부산대학교 도서관

Long and short-term exposure to atmospheric particulate matter (PM) has detrimental effects on human health. The effective mechanisms leading to PM toxicity are still not fully understood, even if it is known that physical-chemical properties, strongly influenced by sources and atmospheric processes, are known to play an important role. In this work, PM10 samples were collected, at an urban background site in southern Italy, to determine cytotoxicity (using MTT test on A549 cells), genotoxicity (using the comet assay), and intracellular oxidative stress on A549 cells exposed for 24 h to aqueous extracts of PM10 samples. Organic carbon (OC) and elemental carbon (EC) content of PM10 and acellular determination of oxidative potential with DTT assay were performed to compare results of acellular and cellular biological assays.

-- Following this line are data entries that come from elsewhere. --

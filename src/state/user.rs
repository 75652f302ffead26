//! User profile and preferences.
//!
//! DESIGN
//! ======
//! The profile exists only while a session does: fetch results are dropped
//! if the session token changed while the request was in flight, and the
//! runtime clears the profile as soon as auth turns anonymous.
//!
//! Preferences live beside the profile rather than inside it so they
//! survive sign-out and can be edited before the profile has loaded. A
//! fetched profile that carries preferences replaces the local copy.
//!
//! TRADE-OFFS
//! ==========
//! `update_preferences` merges locally first and only then tells the
//! server. What happens to the merge when the server refuses it is the
//! `PreferenceSync` policy.

#[cfg(test)]
#[path = "user_test.rs"]
mod user_test;

use std::sync::{Arc, Mutex};

use crate::config::PreferenceSync;
use crate::error::ApiError;
use crate::net::api;
use crate::net::client::ApiClient;
use crate::net::types::{Preferences, PreferencesPatch, ProfilePatch, UserProfile};
use crate::persist::{self, KeyValueStore, PREFERENCES_KEY};
use crate::state::auth::Session;
use crate::store::{Derived, Store, Subscription, derived, lock};

pub const UNKNOWN_USER: &str = "Unknown User";

#[derive(Clone, Debug, Default, PartialEq)]
pub struct UserState {
    pub profile: Option<UserProfile>,
    pub preferences: Preferences,
    pub loading: bool,
    pub error: Option<String>,
}

impl UserState {
    /// Username, else email, else a placeholder. Empty when signed out.
    #[must_use]
    pub fn display_name(&self) -> String {
        let Some(profile) = &self.profile else {
            return String::new();
        };
        [Some(profile.username.as_str()), profile.email.as_deref()]
            .into_iter()
            .flatten()
            .find(|s| !s.is_empty())
            .unwrap_or(UNKNOWN_USER)
            .to_owned()
    }

    /// The profile's avatar, else a generated initials avatar.
    #[must_use]
    pub fn avatar_url(&self) -> String {
        if let Some(url) = self.profile.as_ref().and_then(|p| p.avatar_url.as_deref()).filter(|u| !u.is_empty()) {
            return url.to_owned();
        }
        let username = self
            .profile
            .as_ref()
            .map(|p| p.username.as_str())
            .filter(|u| !u.is_empty())
            .unwrap_or("U");
        initials_avatar_url(username)
    }
}

/// `ui-avatars.com` URL for the first two characters of `username`.
#[must_use]
pub fn initials_avatar_url(username: &str) -> String {
    let initials: String = username.chars().take(2).collect::<String>().to_uppercase();
    format!("https://ui-avatars.com/api/?name={}&background=random&size=40", urlencoding::encode(&initials))
}

#[derive(Clone)]
pub struct UserStore {
    state: Store<UserState>,
    client: ApiClient,
    session: Session,
    storage: Arc<dyn KeyValueStore>,
    sync: PreferenceSync,
}

impl UserStore {
    #[must_use]
    pub fn new(client: ApiClient, session: Session, storage: Arc<dyn KeyValueStore>, sync: PreferenceSync) -> Self {
        Self { state: Store::default(), client, session, storage, sync }
    }

    #[must_use]
    pub fn get(&self) -> UserState {
        self.state.get()
    }

    pub fn subscribe<F>(&self, observer: F) -> Subscription
    where
        F: Fn(&UserState) + Send + Sync + 'static,
    {
        self.state.subscribe(observer)
    }

    /// Load persisted preferences. A malformed entry is removed.
    pub fn hydrate_preferences(&self) {
        match persist::load_json::<Preferences>(self.storage.as_ref(), PREFERENCES_KEY) {
            Ok(Some(preferences)) => self.state.mutate(|s| s.preferences = preferences),
            Ok(None) => {}
            Err(e) => {
                tracing::warn!(error = %e, "stored preferences are malformed; discarding");
                persist::remove(self.storage.as_ref(), PREFERENCES_KEY);
            }
        }
    }

    /// Write preferences to storage whenever they change, until the returned
    /// subscription drops.
    pub fn persist_preferences(&self) -> Subscription {
        let storage = Arc::clone(&self.storage);
        let last_written: Mutex<Option<Preferences>> = Mutex::new(None);
        self.state.subscribe(move |s| {
            let mut last = lock(&last_written);
            if last.as_ref() != Some(&s.preferences) {
                persist::save_json(storage.as_ref(), PREFERENCES_KEY, &s.preferences);
                *last = Some(s.preferences.clone());
            }
        })
    }

    /// `GET /auth/profile`. Returns `Ok(None)` without a request when signed
    /// out.
    ///
    /// # Errors
    ///
    /// Returns the failure (also stored in `error`), or `ApiError::Superseded`
    /// if the session changed while the request was in flight.
    pub async fn fetch_profile(&self) -> Result<Option<UserProfile>, ApiError> {
        let Some(token) = self.session.token() else {
            return Ok(None);
        };
        self.begin_loading();
        let result = api::profile(&self.client).await;
        self.finish(&token, result).map(Some)
    }

    /// `PUT /auth/profile`, then adopt the server's copy.
    ///
    /// # Errors
    ///
    /// See [`UserStore::fetch_profile`].
    pub async fn update_profile(&self, patch: &ProfilePatch) -> Result<UserProfile, ApiError> {
        let token = self.session.token();
        self.begin_loading();
        let result = api::update_profile(&self.client, patch).await;
        match token {
            Some(token) => self.finish(&token, result),
            None => {
                self.state.mutate(|s| s.loading = false);
                result
            }
        }
    }

    /// Merge `patch` locally, then push it to the server when signed in.
    ///
    /// # Errors
    ///
    /// Returns the remote failure. The local merge is kept or reverted per
    /// the configured `PreferenceSync`.
    pub async fn update_preferences(&self, patch: PreferencesPatch) -> Result<(), ApiError> {
        let previous = self.state.with(|s| s.preferences.clone());
        let merged = previous.merged(&patch);
        self.set_preferences(merged, None);

        if !self.session.is_authenticated() {
            return Ok(());
        }
        let body = ProfilePatch { preferences: Some(patch), ..ProfilePatch::default() };
        match api::update_profile(&self.client, &body).await {
            Ok(_) => Ok(()),
            Err(e) => {
                let message = e.user_message();
                match self.sync {
                    PreferenceSync::KeepLocal => self.state.mutate(|s| s.error = Some(message)),
                    PreferenceSync::Revert => {
                        tracing::debug!("reverting preference merge after remote failure");
                        self.set_preferences(previous, Some(message));
                    }
                }
                Err(e)
            }
        }
    }

    /// Drop the profile. Preferences stay.
    pub fn clear(&self) {
        self.state.mutate(|s| {
            s.profile = None;
            s.loading = false;
            s.error = None;
        });
    }

    pub fn clear_error(&self) {
        self.state.mutate(|s| s.error = None);
    }

    #[must_use]
    pub fn profile(&self) -> Derived<Option<UserProfile>> {
        derived(&self.state, |s: &UserState| s.profile.clone())
    }

    #[must_use]
    pub fn is_logged_in(&self) -> Derived<bool> {
        derived(&self.state, |s: &UserState| s.profile.is_some())
    }

    #[must_use]
    pub fn preferences(&self) -> Derived<Preferences> {
        derived(&self.state, |s: &UserState| s.preferences.clone())
    }

    #[must_use]
    pub fn display_name(&self) -> Derived<String> {
        derived(&self.state, UserState::display_name)
    }

    #[must_use]
    pub fn avatar_url(&self) -> Derived<String> {
        derived(&self.state, UserState::avatar_url)
    }

    #[must_use]
    pub fn loading(&self) -> Derived<bool> {
        derived(&self.state, |s: &UserState| s.loading)
    }

    #[must_use]
    pub fn error(&self) -> Derived<Option<String>> {
        derived(&self.state, |s: &UserState| s.error.clone())
    }

    fn begin_loading(&self) {
        self.state.mutate(|s| {
            s.loading = true;
            s.error = None;
        });
    }

    /// Apply a profile response fetched under `token`.
    fn finish(&self, token: &str, result: Result<UserProfile, ApiError>) -> Result<UserProfile, ApiError> {
        let current = self.session.token().as_deref() == Some(token);
        match result {
            Ok(_) if !current => {
                self.state.mutate(|s| s.loading = false);
                tracing::debug!("session changed during profile request; dropping result");
                Err(ApiError::Superseded)
            }
            Err(e) if !current => {
                self.state.mutate(|s| s.loading = false);
                Err(e)
            }
            Ok(profile) => {
                self.state.mutate(|s| {
                    if let Some(preferences) = &profile.preferences {
                        s.preferences = preferences.clone();
                    }
                    s.profile = Some(profile.clone());
                    s.loading = false;
                });
                Ok(profile)
            }
            Err(e) => {
                let message = e.user_message();
                self.state.mutate(|s| {
                    s.error = Some(message);
                    s.loading = false;
                });
                Err(e)
            }
        }
    }

    fn set_preferences(&self, preferences: Preferences, error: Option<String>) {
        self.state.mutate(|s| {
            if let Some(profile) = &mut s.profile {
                profile.preferences = Some(preferences.clone());
            }
            s.preferences = preferences;
            s.error = error;
        });
    }
}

Cellular (OSGCV and MTTV) and acellular (OPDTTV) outcomes, normalized in volume, are well correlated (statistically significant results) with carbon content suggesting that combustion sources play an important role in determining cellular oxidative stress and cytotoxicity of PM10. Even if the number of data is limited, genotoxicity results are well correlated (Pearson r > 0.95) with OSGCV and MTTV, and a weaker, but statistically significant correlation was observed with OPDTTV. OSGCV is well correlated with the cell mortality observed with the MTTV test and a lower, but still statistically significant correlation is observed between MTTV and OPDDTV. A statistically significant correlation was found between OPDTTV and OSGCV results. When the outcomes of the cellular and acellular assay are compared normalized in mass (i.e., intrinsic values), the correlations become significantly weaker suggesting that the different sources acting on the site produces particulate matter with different toxicological potential influencing differently the biological tests studied.